Tope Fasua, Special Adviser on Economic Affairs in President Tinubu's Office of the Vice President, appeared on Channels Television's Politics Today and made the case that local governments, not the federal government, should be the primary drivers of poverty reduction in Nigeria. His reasoning: local governments are closest to the people, so the solutions should live there too.

That logic is not wrong. In principle, proximity to communities should mean better understanding of what those communities actually need. It is why decentralisation is a mainstream development idea globally.

But then Fasua illustrated his point with a 1999 memory that probably deserves more scrutiny than he gave it.

"Fixing poverty is certainly a local government's thing because local governments are the closest to the people.

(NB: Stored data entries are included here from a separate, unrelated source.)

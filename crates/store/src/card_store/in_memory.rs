use std::collections::HashMap;
use std::sync::RwLock;

use async_trait::async_trait;
use chrono::Utc;

use cardbox_core::{Card, CardFilter, CardId, CardPatch, NewCard};

use super::r#trait::{CardStore, FindOptions, SortOrder, StoreError, StoreResult};

/// In-memory card store.
///
/// Intended for tests/dev. Uniqueness is enforced by scanning under the write
/// lock, which gives the same observable semantics as the Postgres unique
/// index: exactly one of two racing inserts on a (suit, rank) pair wins.
#[derive(Debug, Default)]
pub struct InMemoryCardStore {
    cards: RwLock<HashMap<CardId, Card>>,
}

impl InMemoryCardStore {
    pub fn new() -> Self {
        Self::default()
    }

    fn sort(cards: &mut [Card], sort: SortOrder) {
        match sort {
            // CardId is a UUIDv7, so it breaks ties between same-millisecond
            // creations in insertion order.
            SortOrder::CreatedDesc => {
                cards.sort_by(|a, b| (b.created_at, b.id).cmp(&(a.created_at, a.id)));
            }
            SortOrder::RankLabelAsc => {
                cards.sort_by(|a, b| {
                    (a.rank.label(), a.suit.label()).cmp(&(b.rank.label(), b.suit.label()))
                });
            }
            SortOrder::SuitLabelAsc => {
                cards.sort_by(|a, b| {
                    (a.suit.label(), a.rank.label()).cmp(&(b.suit.label(), b.rank.label()))
                });
            }
        }
    }
}

#[async_trait]
impl CardStore for InMemoryCardStore {
    async fn insert(&self, card: NewCard) -> StoreResult<Card> {
        let mut cards = self
            .cards
            .write()
            .map_err(|_| StoreError::Backend("lock poisoned".to_string()))?;

        if cards
            .values()
            .any(|existing| existing.suit == card.suit && existing.rank == card.rank)
        {
            return Err(StoreError::DuplicateKey);
        }

        let now = Utc::now();
        let record = Card {
            id: CardId::new(),
            suit: card.suit,
            rank: card.rank,
            value: card.value,
            description: card.description,
            created_at: now,
            updated_at: now,
        };
        cards.insert(record.id, record.clone());
        Ok(record)
    }

    async fn find(&self, filter: &CardFilter, options: FindOptions) -> StoreResult<Vec<Card>> {
        let cards = self
            .cards
            .read()
            .map_err(|_| StoreError::Backend("lock poisoned".to_string()))?;

        let mut matched: Vec<Card> = cards
            .values()
            .filter(|card| filter.matches(card))
            .cloned()
            .collect();
        Self::sort(&mut matched, options.sort);

        let skip = usize::try_from(options.skip).unwrap_or(usize::MAX);
        let limit = options
            .limit
            .map(|l| usize::try_from(l).unwrap_or(usize::MAX))
            .unwrap_or(usize::MAX);
        Ok(matched.into_iter().skip(skip).take(limit).collect())
    }

    async fn find_by_id(&self, id: CardId) -> StoreResult<Option<Card>> {
        let cards = self
            .cards
            .read()
            .map_err(|_| StoreError::Backend("lock poisoned".to_string()))?;
        Ok(cards.get(&id).cloned())
    }

    async fn update(&self, id: CardId, patch: CardPatch) -> StoreResult<Option<Card>> {
        let mut cards = self
            .cards
            .write()
            .map_err(|_| StoreError::Backend("lock poisoned".to_string()))?;

        let Some(current) = cards.get(&id) else {
            return Ok(None);
        };

        let mut updated = current.clone();
        patch.apply(&mut updated, Utc::now());

        // Moving the card onto an occupied (suit, rank) pair violates the
        // uniqueness invariant, same as the unique index would on write.
        if cards.values().any(|other| {
            other.id != id && other.suit == updated.suit && other.rank == updated.rank
        }) {
            return Err(StoreError::DuplicateKey);
        }

        cards.insert(id, updated.clone());
        Ok(Some(updated))
    }

    async fn delete(&self, id: CardId) -> StoreResult<Option<Card>> {
        let mut cards = self
            .cards
            .write()
            .map_err(|_| StoreError::Backend("lock poisoned".to_string()))?;
        Ok(cards.remove(&id))
    }

    async fn count(&self, filter: &CardFilter) -> StoreResult<u64> {
        let cards = self
            .cards
            .read()
            .map_err(|_| StoreError::Backend("lock poisoned".to_string()))?;
        Ok(cards.values().filter(|card| filter.matches(card)).count() as u64)
    }
}

#[cfg(test)]
mod tests {
    use super::*;
    use cardbox_core::{Rank, Suit};
    use proptest::prelude::*;

    fn new_card(suit: Suit, rank: Rank, value: f64) -> NewCard {
        NewCard {
            suit,
            rank,
            value,
            description: String::new(),
        }
    }

    #[tokio::test]
    async fn insert_rejects_duplicate_suit_rank() {
        let store = InMemoryCardStore::new();
        store
            .insert(new_card(Suit::Hearts, Rank::Ace, 11.0))
            .await
            .unwrap();

        // Differing value/description must not matter.
        let err = store
            .insert(NewCard {
                suit: Suit::Hearts,
                rank: Rank::Ace,
                value: 1.0,
                description: "low ace".to_string(),
            })
            .await
            .unwrap_err();
        assert!(matches!(err, StoreError::DuplicateKey));

        assert_eq!(store.count(&CardFilter::default()).await.unwrap(), 1);
    }

    #[tokio::test]
    async fn update_applies_partial_fields_and_refreshes_updated_at() {
        let store = InMemoryCardStore::new();
        let card = store
            .insert(new_card(Suit::Clubs, Rank::Seven, 7.0))
            .await
            .unwrap();

        let updated = store
            .update(
                card.id,
                CardPatch {
                    value: Some(17.0),
                    ..CardPatch::default()
                },
            )
            .await
            .unwrap()
            .unwrap();

        assert_eq!(updated.value, 17.0);
        assert_eq!(updated.suit, Suit::Clubs);
        assert_eq!(updated.rank, Rank::Seven);
        assert_eq!(updated.created_at, card.created_at);
        assert!(updated.updated_at >= card.updated_at);
    }

    #[tokio::test]
    async fn update_onto_occupied_pair_is_a_duplicate() {
        let store = InMemoryCardStore::new();
        store
            .insert(new_card(Suit::Hearts, Rank::Ace, 11.0))
            .await
            .unwrap();
        let other = store
            .insert(new_card(Suit::Spades, Rank::Ace, 11.0))
            .await
            .unwrap();

        let err = store
            .update(
                other.id,
                CardPatch {
                    suit: Some(Suit::Hearts),
                    ..CardPatch::default()
                },
            )
            .await
            .unwrap_err();
        assert!(matches!(err, StoreError::DuplicateKey));

        // No partial write.
        let unchanged = store.find_by_id(other.id).await.unwrap().unwrap();
        assert_eq!(unchanged.suit, Suit::Spades);
    }

    #[tokio::test]
    async fn update_keeping_own_pair_is_not_a_conflict() {
        let store = InMemoryCardStore::new();
        let card = store
            .insert(new_card(Suit::Diamonds, Rank::King, 13.0))
            .await
            .unwrap();

        let updated = store
            .update(
                card.id,
                CardPatch {
                    suit: Some(Suit::Diamonds),
                    rank: Some(Rank::King),
                    description: Some("royal".to_string()),
                    ..CardPatch::default()
                },
            )
            .await
            .unwrap()
            .unwrap();
        assert_eq!(updated.description, "royal");
    }

    #[tokio::test]
    async fn delete_returns_removed_record_once() {
        let store = InMemoryCardStore::new();
        let card = store
            .insert(new_card(Suit::Spades, Rank::Two, 2.0))
            .await
            .unwrap();

        let removed = store.delete(card.id).await.unwrap().unwrap();
        assert_eq!(removed.id, card.id);
        assert!(store.delete(card.id).await.unwrap().is_none());
    }

    #[tokio::test]
    async fn find_sorts_by_rank_label_lexicographically() {
        let store = InMemoryCardStore::new();
        for rank in [Rank::Two, Rank::Ace, Rank::Ten, Rank::Queen] {
            store
                .insert(new_card(Suit::Hearts, rank, 0.0))
                .await
                .unwrap();
        }

        let filter = CardFilter {
            suit: Some(Suit::Hearts),
            rank: None,
        };
        let cards = store
            .find(&filter, FindOptions::all(SortOrder::RankLabelAsc))
            .await
            .unwrap();
        let labels: Vec<&str> = cards.iter().map(|c| c.rank.label()).collect();
        assert_eq!(labels, ["10", "2", "Ace", "Queen"]);
    }

    #[tokio::test]
    async fn find_sorts_by_suit_label_lexicographically() {
        let store = InMemoryCardStore::new();
        for suit in [Suit::Spades, Suit::Clubs, Suit::Hearts, Suit::Diamonds] {
            store.insert(new_card(suit, Rank::Nine, 9.0)).await.unwrap();
        }

        let filter = CardFilter {
            suit: None,
            rank: Some(Rank::Nine),
        };
        let cards = store
            .find(&filter, FindOptions::all(SortOrder::SuitLabelAsc))
            .await
            .unwrap();
        let labels: Vec<&str> = cards.iter().map(|c| c.suit.label()).collect();
        assert_eq!(labels, ["Clubs", "Diamonds", "Hearts", "Spades"]);
    }

    proptest! {
        // Windowing invariants: a page never exceeds its limit, and walking
        // consecutive pages covers every matching record exactly once.
        #[test]
        fn paging_covers_all_records_exactly_once(
            count in 0usize..40,
            limit in 1u64..12,
        ) {
            let rt = tokio::runtime::Builder::new_current_thread()
                .build()
                .unwrap();
            rt.block_on(async {
                let store = InMemoryCardStore::new();
                let mut inserted = 0u64;
                'outer: for suit in Suit::ALL {
                    for rank in Rank::ALL {
                        if inserted as usize >= count {
                            break 'outer;
                        }
                        store
                            .insert(new_card(suit, rank, inserted as f64))
                            .await
                            .unwrap();
                        inserted += 1;
                    }
                }

                let filter = CardFilter::default();
                let total = store.count(&filter).await.unwrap();
                prop_assert_eq!(total, inserted);

                let mut seen = Vec::new();
                let mut skip = 0u64;
                loop {
                    let page = store
                        .find(&filter, FindOptions::page(skip, limit, SortOrder::CreatedDesc))
                        .await
                        .unwrap();
                    prop_assert!(page.len() as u64 <= limit);
                    if page.is_empty() {
                        break;
                    }
                    skip += page.len() as u64;
                    seen.extend(page.into_iter().map(|c| c.id));
                }

                prop_assert_eq!(seen.len() as u64, total);
                seen.sort_unstable();
                seen.dedup();
                prop_assert_eq!(seen.len() as u64, total);
                Ok(())
            })?;
        }
    }
}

So the solution to poverty in Nigeria is actually at the local government level, and that's the reason the President has advocated for local government autonomy, and has also ensured that the states are a lot more powerful now in terms of funding," Fasua said.

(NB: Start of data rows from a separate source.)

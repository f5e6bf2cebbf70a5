//! `cardbox-store` — the record store boundary.
//!
//! Defines the storage abstraction the card service talks to, plus the two
//! implementations: an in-memory store for tests/dev and a Postgres-backed
//! store for durable deployments.

pub mod card_store;

pub use card_store::{
    CardStore, FindOptions, InMemoryCardStore, PostgresCardStore, SortOrder, StoreError,
    StoreResult,
};
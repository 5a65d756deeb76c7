//! TOML scenarios: a cast of participants, the claims they post, and the
//! stakes and resolutions to replay against an engine.

use anyhow::{bail, Context};
use serde::{Deserialize, Serialize};
use std::path::Path;
use verity_consensus::{
    ClaimDraft, ConsensusEngine, ParticipantSummary, ResolutionRecord, StatsSnapshot,
};
use verity_reputation::Reputation;
use verity_types::{ClaimCategory, ClaimId, ParticipantId, Side, Timestamp, VrtAmount};

#[derive(Clone, Debug, Deserialize)]
pub struct Scenario {
    /// Clock at the first step, in Unix seconds. Defaults to the wall clock.
    #[serde(default)]
    pub start: Option<u64>,
    #[serde(default)]
    pub participants: Vec<ParticipantSpec>,
    #[serde(default)]
    pub claims: Vec<ClaimSpec>,
    #[serde(default)]
    pub steps: Vec<Step>,
}

#[derive(Clone, Debug, Deserialize)]
pub struct ParticipantSpec {
    pub id: ParticipantId,
    pub balance: VrtAmount,
    /// Starting reputation; the protocol's initial score when omitted.
    #[serde(default)]
    pub reputation: Option<f64>,
}

#[derive(Clone, Debug, Deserialize)]
pub struct ClaimSpec {
    pub author: ParticipantId,
    pub title: String,
    pub content: String,
    #[serde(default)]
    pub category: ClaimCategory,
    #[serde(default)]
    pub sources: Vec<String>,
}

/// One action. Claims are referenced by their position in `claims`.
#[derive(Clone, Debug, Deserialize)]
#[serde(tag = "action", rename_all = "snake_case")]
pub enum Step {
    Stake {
        claim: usize,
        participant: ParticipantId,
        side: Side,
        amount: VrtAmount,
    },
    Vote {
        claim: usize,
        participant: ParticipantId,
        side: Side,
    },
    Resolve {
        claim: usize,
    },
    /// Move the clock forward.
    Advance {
        secs: u64,
    },
    ResolveExpired,
}

/// A step the engine refused. Replay continues past it.
#[derive(Clone, Debug, Serialize)]
pub struct StepFailure {
    pub step: usize,
    pub error: String,
}

#[derive(Clone, Debug, Serialize)]
pub struct Report {
    pub resolutions: Vec<ResolutionRecord>,
    pub failures: Vec<StepFailure>,
    pub participants: Vec<ParticipantSummary>,
    pub stats: StatsSnapshot,
}

impl Scenario {
    pub fn from_file(path: impl AsRef<Path>) -> anyhow::Result<Self> {
        let path = path.as_ref();
        let content = std::fs::read_to_string(path)
            .with_context(|| format!("failed to read scenario {}", path.display()))?;
        Self::from_toml_str(&content)
            .with_context(|| format!("invalid scenario {}", path.display()))
    }

    pub fn from_toml_str(s: &str) -> anyhow::Result<Self> {
        let scenario: Self = toml::from_str(s)?;
        for (i, step) in scenario.steps.iter().enumerate() {
            let claim = match step {
                Step::Stake { claim, .. } | Step::Vote { claim, .. } | Step::Resolve { claim } => {
                    *claim
                }
                Step::Advance { .. } | Step::ResolveExpired => continue,
            };
            if claim >= scenario.claims.len() {
                bail!(
                    "step {i} refers to claim {claim}, but only {} are declared",
                    scenario.claims.len()
                );
            }
        }
        Ok(scenario)
    }

    /// Replay the scenario.
    ///
    /// Setup (accounts and claims) must succeed; refused steps are collected
    /// in the report instead of aborting.
    pub fn run(&self, engine: &ConsensusEngine) -> anyhow::Result<Report> {
        let mut now = self.start.map(Timestamp::new).unwrap_or_else(Timestamp::now);

        for p in &self.participants {
            engine
                .open_account(p.id.clone(), p.balance)
                .with_context(|| format!("cannot open account for {}", p.id))?;
            if let Some(score) = p.reputation {
                engine.reputation().insert(p.id.clone(), Reputation::new(score));
            }
        }

        let mut claim_ids: Vec<ClaimId> = Vec::with_capacity(self.claims.len());
        for (i, claim) in self.claims.iter().enumerate() {
            let draft = ClaimDraft {
                title: claim.title.clone(),
                content: claim.content.clone(),
                category: claim.category,
                sources: claim.sources.clone(),
            };
            let id = engine
                .submit_claim(&claim.author, draft, now)
                .with_context(|| format!("cannot submit claim {i}"))?;
            claim_ids.push(id);
        }

        let mut resolutions = Vec::new();
        let mut failures = Vec::new();
        for (i, step) in self.steps.iter().enumerate() {
            let result = match step {
                Step::Stake { claim, participant, side, amount } => engine
                    .place_stake(claim_ids[*claim], participant, *side, *amount, now)
                    .map(|_| ()),
                Step::Vote { claim, participant, side } => engine
                    .cast_vote(claim_ids[*claim], participant, *side, now)
                    .map(|_| ()),
                Step::Resolve { claim } => engine
                    .resolve(claim_ids[*claim], now)
                    .map(|record| resolutions.push(record)),
                Step::Advance { secs } => {
                    now = now.plus_secs(*secs);
                    Ok(())
                }
                Step::ResolveExpired => {
                    for (claim, result) in engine.resolve_expired(now) {
                        match result {
                            Ok(record) => resolutions.push(record),
                            Err(e) => failures.push(StepFailure {
                                step: i,
                                error: format!("{claim}: {e}"),
                            }),
                        }
                    }
                    Ok(())
                }
            };
            if let Err(e) = result {
                tracing::debug!(step = i, error = %e, "scenario step refused");
                failures.push(StepFailure { step: i, error: e.to_string() });
            }
        }

        let participants = self
            .participants
            .iter()
            .map(|p| engine.participant_summary(&p.id))
            .collect::<Result<Vec<_>, _>>()?;

        Ok(Report {
            resolutions,
            failures,
            participants,
            stats: engine.stats(),
        })
    }
}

He pointed to improvements in salary payments and pension disbursements as evidence that things are moving in the right direction, noting that the era of civil servants being owed 12 to 18 months of wages is largely behind us. That is a real, tangible thing and worth acknowledging.

Then he went back to 1999. "In 1999, I used to go to many local governments in Lagos and I saw how local governments were working then. A lot of people were coming to the local government. The people who were really down financially, would go to the local government chairman on a daily basis and they were being settled," he said.

To be honest, that 1999 Lagos example is doing the opposite of what Fasua intended.

People going to a local government chairman daily to be "settled" is not a description of a functioning poverty alleviation system. It is a description of patronage politics, where financial survival depends on personal proximity to whoever controls local resources. That model builds dependency, not development. It rewards loyalty to a chairman over productive economic activity, and it disappears entirely when a new chairman arrives or when the money runs dry.

Nigeria local government autonomy poverty under Tinubu is a legitimate policy conversation. But the argument for it cannot rest on nostalgia for a system where poor people had to show up at a government office every day and wait to be handed something. That is not a solution. That is a symptom of the exact problem being discussed.